Interaction can be allowed on the website or alternative platforms such as weblogs,
Twitter and video and picture sharing sites, the use of which is increasing among
political actors (Panagopoulos, 2009). Ideas sharing can utilise non-synchronous
13
symmetrical or asymmetrical feedback elements, such as opinion polls, which allow
MEPs to collect data explicitly, or through monitoring conversations, and engage in
discussions around political policy with citizens. The extent to which Homestyle
Information Provision or Participatory Communication Strategy is being adopted is of
significant interest in order to understand online communication strategies as well as
considering the potential impact in terms of the political engagement and participation
of those who visit MEPs’ websites and choose to participate (Gil de Zuniga, Puig-i-
Abril & Rojas, 2009; Gil de Zuniga, Veenstra, Vraga & Shah, 2010). We suggest that
the embedding of social networking and Web 2.0 into politics has the potential to
reshape how citizens participate in politics, and that an interactive and connection-
making strategy may be even more important within non-election periods, but this is
dependent on the opportunities potentiated by legislators and their communication
strategists and website designers (Gil de Zuniga, Veenstra, Vraga & Shah, 2010).

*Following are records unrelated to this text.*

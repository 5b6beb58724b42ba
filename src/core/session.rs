use std::collections::{HashMap, HashSet};
use std::time::Instant;

use super::channels::ConnectionId;

/// Ephemeral per-connection context. Holds instance *names*, never instances.
#[derive(Debug)]
pub struct Session {
    pub id: String,
    pub client_type: String,
    pub connection: ConnectionId,
    /// Instance selected per photon through `_use`
    instances: HashMap<String, String>,
    subscriptions: HashSet<String>,
    pub created_at: Instant,
}

impl Session {
    pub fn new(connection: ConnectionId, id: Option<&str>, client_type: Option<&str>) -> Self {
        Self {
            id: id
                .map(str::to_string)
                .unwrap_or_else(|| format!("session_{}", uuid::Uuid::new_v4().simple())),
            client_type: client_type.unwrap_or("unknown").to_string(),
            connection,
            instances: HashMap::new(),
            subscriptions: HashSet::new(),
            created_at: Instant::now(),
        }
    }

    pub fn current_instance(&self, photon: &str) -> Option<&str> {
        self.instances.get(photon).map(String::as_str)
    }

    pub fn select_instance(&mut self, photon: &str, instance: &str) {
        self.instances.insert(photon.to_string(), instance.to_string());
    }

    pub fn add_subscription(&mut self, channel: &str) -> bool {
        self.subscriptions.insert(channel.to_string())
    }

    pub fn remove_subscription(&mut self, channel: &str) -> bool {
        self.subscriptions.remove(channel)
    }

    pub fn subscriptions(&self) -> impl Iterator<Item = &str> {
        self.subscriptions.iter().map(String::as_str)
    }
}
use anyhow::{anyhow, Result};
use notify::event::ModifyKind;
use notify::{Config, Event, EventKind, RecommendedWatcher, RecursiveMode, Watcher};
use std::collections::{HashMap, HashSet};
use std::path::{Path, PathBuf};
use std::sync::Arc;
use std::time::Duration;
use tokio::fs;
use tokio::sync::{mpsc, Mutex};
use tokio::task::JoinHandle;
use tracing::{debug, error, info, warn};

/// A watched photon's source settled after a burst of file events
#[derive(Debug, Clone, PartialEq, Eq)]
pub struct PhotonChange {
    pub photon: String,
    /// Resolved source path at the time the change fired
    pub path: PathBuf,
}

#[derive(Debug, Clone)]
struct WatchTarget {
    /// Path as the photon was registered (may be a symlink)
    original: PathBuf,
    /// `original` with its directory canonicalized but the file name kept
    link: PathBuf,
    /// Fully resolved source file
    real: PathBuf,
}

impl WatchTarget {
    fn matches(&self, path: &Path) -> bool {
        path == self.real || path == self.link
    }
}

#[derive(Default)]
struct WatchState {
    targets: HashMap<String, WatchTarget>,
    watched_dirs: HashSet<PathBuf>,
    /// Trailing debounce timer per photon
    pending: HashMap<String, JoinHandle<()>>,
}

struct Inner {
    watcher: Mutex<RecommendedWatcher>,
    state: Mutex<WatchState>,
    debounce: Duration,
    changes: mpsc::UnboundedSender<PhotonChange>,
}

/// Watches photon source files and reports settled changes.
///
/// Directories are watched rather than files so that editors which save by
/// writing a temp file and renaming it over the original keep being tracked,
/// and so that edits to a symlink's target are seen. Every burst of events for
/// one photon collapses into a single [`PhotonChange`] once `debounce` passes
/// without further events.
pub struct PhotonWatcher {
    inner: Arc<Inner>,
}

impl PhotonWatcher {
    pub fn new(debounce: Duration) -> Result<(Self, mpsc::UnboundedReceiver<PhotonChange>)> {
        let (raw_tx, mut raw_rx) = mpsc::unbounded_channel::<Event>();

        let watcher = RecommendedWatcher::new(
            move |res: notify::Result<Event>| match res {
                Ok(event) => {
                    if let Err(e) = raw_tx.send(event) {
                        debug!("File watch event dropped: {}", e);
                    }
                }
                Err(e) => error!("File watch error: {}", e),
            },
            Config::default(),
        )?;

        let (changes, rx) = mpsc::unbounded_channel();
        let inner = Arc::new(Inner {
            watcher: Mutex::new(watcher),
            state: Mutex::new(WatchState::default()),
            debounce,
            changes,
        });

        // Holds a weak handle so dropping the watcher ends the loop
        let weak = Arc::downgrade(&inner);
        tokio::spawn(async move {
            while let Some(event) = raw_rx.recv().await {
                let Some(inner) = weak.upgrade() else { break };
                Inner::handle_event(&inner, event).await;
            }
            debug!("🔍 File watcher channel closed");
        });

        Ok((Self { inner }, rx))
    }

    /// Start tracking `path` as the source of `photon`. Re-watching a photon
    /// replaces its previous path.
    pub async fn watch(&self, photon: &str, path: &Path) -> Result<()> {
        let target = resolve_target(path).await?;
        let mut state = self.inner.state.lock().await;
        self.inner.watch_dir_of(&mut state, &target.real).await?;
        self.inner.watch_dir_of(&mut state, &target.link).await?;

        if target.real != target.link {
            info!("👀 Watching '{}' at {:?} (-> {:?})", photon, target.original, target.real);
        } else {
            info!("👀 Watching '{}' at {:?}", photon, target.real);
        }
        state.targets.insert(photon.to_string(), target);
        Ok(())
    }

    pub async fn unwatch(&self, photon: &str) -> bool {
        let mut state = self.inner.state.lock().await;
        if let Some(pending) = state.pending.remove(photon) {
            pending.abort();
        }
        state.targets.remove(photon).is_some()
    }

    pub async fn is_watching(&self, photon: &str) -> bool {
        self.inner.state.lock().await.targets.contains_key(photon)
    }

    pub async fn watched_photons(&self) -> Vec<String> {
        let mut names: Vec<String> = self.inner.state.lock().await.targets.keys().cloned().collect();
        names.sort();
        names
    }
}

impl Inner {
    async fn watch_dir_of(&self, state: &mut WatchState, file: &Path) -> Result<()> {
        let dir = file
            .parent()
            .ok_or_else(|| anyhow!("{:?} has no parent directory", file))?
            .to_path_buf();
        if state.watched_dirs.contains(&dir) {
            return Ok(());
        }
        self.watcher
            .lock()
            .await
            .watch(&dir, RecursiveMode::NonRecursive)?;
        debug!("👀 Watching directory: {:?}", dir);
        state.watched_dirs.insert(dir);
        Ok(())
    }

    async fn handle_event(inner: &Arc<Inner>, event: Event) {
        match event.kind {
            EventKind::Modify(ModifyKind::Metadata(_)) => return,
            EventKind::Create(_) | EventKind::Modify(_) | EventKind::Remove(_) => {}
            _ => return,
        }

        let mut state = inner.state.lock().await;
        let touched: Vec<String> = state
            .targets
            .iter()
            .filter(|(_, target)| event.paths.iter().any(|p| target.matches(p)))
            .map(|(photon, _)| photon.clone())
            .collect();

        for photon in touched {
            debug!("🔍 {:?} touches '{}'", event.kind, photon);
            if let Some(previous) = state.pending.remove(&photon) {
                previous.abort();
            }
            let weak = Arc::downgrade(inner);
            let debounce = inner.debounce;
            let key = photon.clone();
            let timer = tokio::spawn(async move {
                tokio::time::sleep(debounce).await;
                if let Some(inner) = weak.upgrade() {
                    inner.fire(&key).await;
                }
            });
            state.pending.insert(photon, timer);
        }
    }

    /// Debounce elapsed: re-resolve the source and report the change
    async fn fire(&self, photon: &str) {
        let mut state = self.state.lock().await;
        state.pending.remove(photon);
        let Some(current) = state.targets.get(photon).cloned() else {
            return;
        };

        let resolved = match resolve_target(&current.original).await {
            Ok(resolved) => resolved,
            Err(e) => {
                warn!(
                    "⚠️  Source of '{}' is gone ({}); keeping the loaded module",
                    photon, e
                );
                return;
            }
        };

        if resolved.real != current.real {
            info!("🔗 '{}' now resolves to {:?}", photon, resolved.real);
            if let Err(e) = self.watch_dir_of(&mut state, &resolved.real).await {
                warn!("⚠️  Cannot watch new location of '{}': {}", photon, e);
            }
        }
        let path = resolved.real.clone();
        state.targets.insert(photon.to_string(), resolved);
        drop(state);

        info!("📁 Photon source changed: '{}'", photon);
        let _ = self.changes.send(PhotonChange {
            photon: photon.to_string(),
            path,
        });
    }
}

async fn resolve_target(path: &Path) -> Result<WatchTarget> {
    let real = fs::canonicalize(path).await?;
    let file_name = path
        .file_name()
        .ok_or_else(|| anyhow!("{:?} is not a file path", path))?;
    let dir = match path.parent() {
        Some(parent) if !parent.as_os_str().is_empty() => fs::canonicalize(parent).await?,
        _ => std::env::current_dir()?,
    };
    Ok(WatchTarget {
        original: path.to_path_buf(),
        link: dir.join(file_name),
        real,
    })
}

This article explores how European legislators use the communication
potential of the Internet and whether they engage with the political communication
ecosystem. Numerous political activists engage in a range of partisan and non-partisan
campaigning activities and build followings for campaigns; these compete for the
attention of politically engaged browsers. Within the political communication
ecosystem, where there is both a hierarchy as well as a sense of interdependence
(May, 2009), legislators’ communication is no longer bracketed away from non-
partisan activism (Castells, 2009). It is argued that politics is part of a ‘big
conversation’ which takes place across websites, weblogs, social networking sites and
microblogs and can involve a range of actors (Margolis & Moreno-Riano, 2009). It is
the extent to which legislators participate and so facilitate the working of this
interdependent and participatory ecosystem that we explore.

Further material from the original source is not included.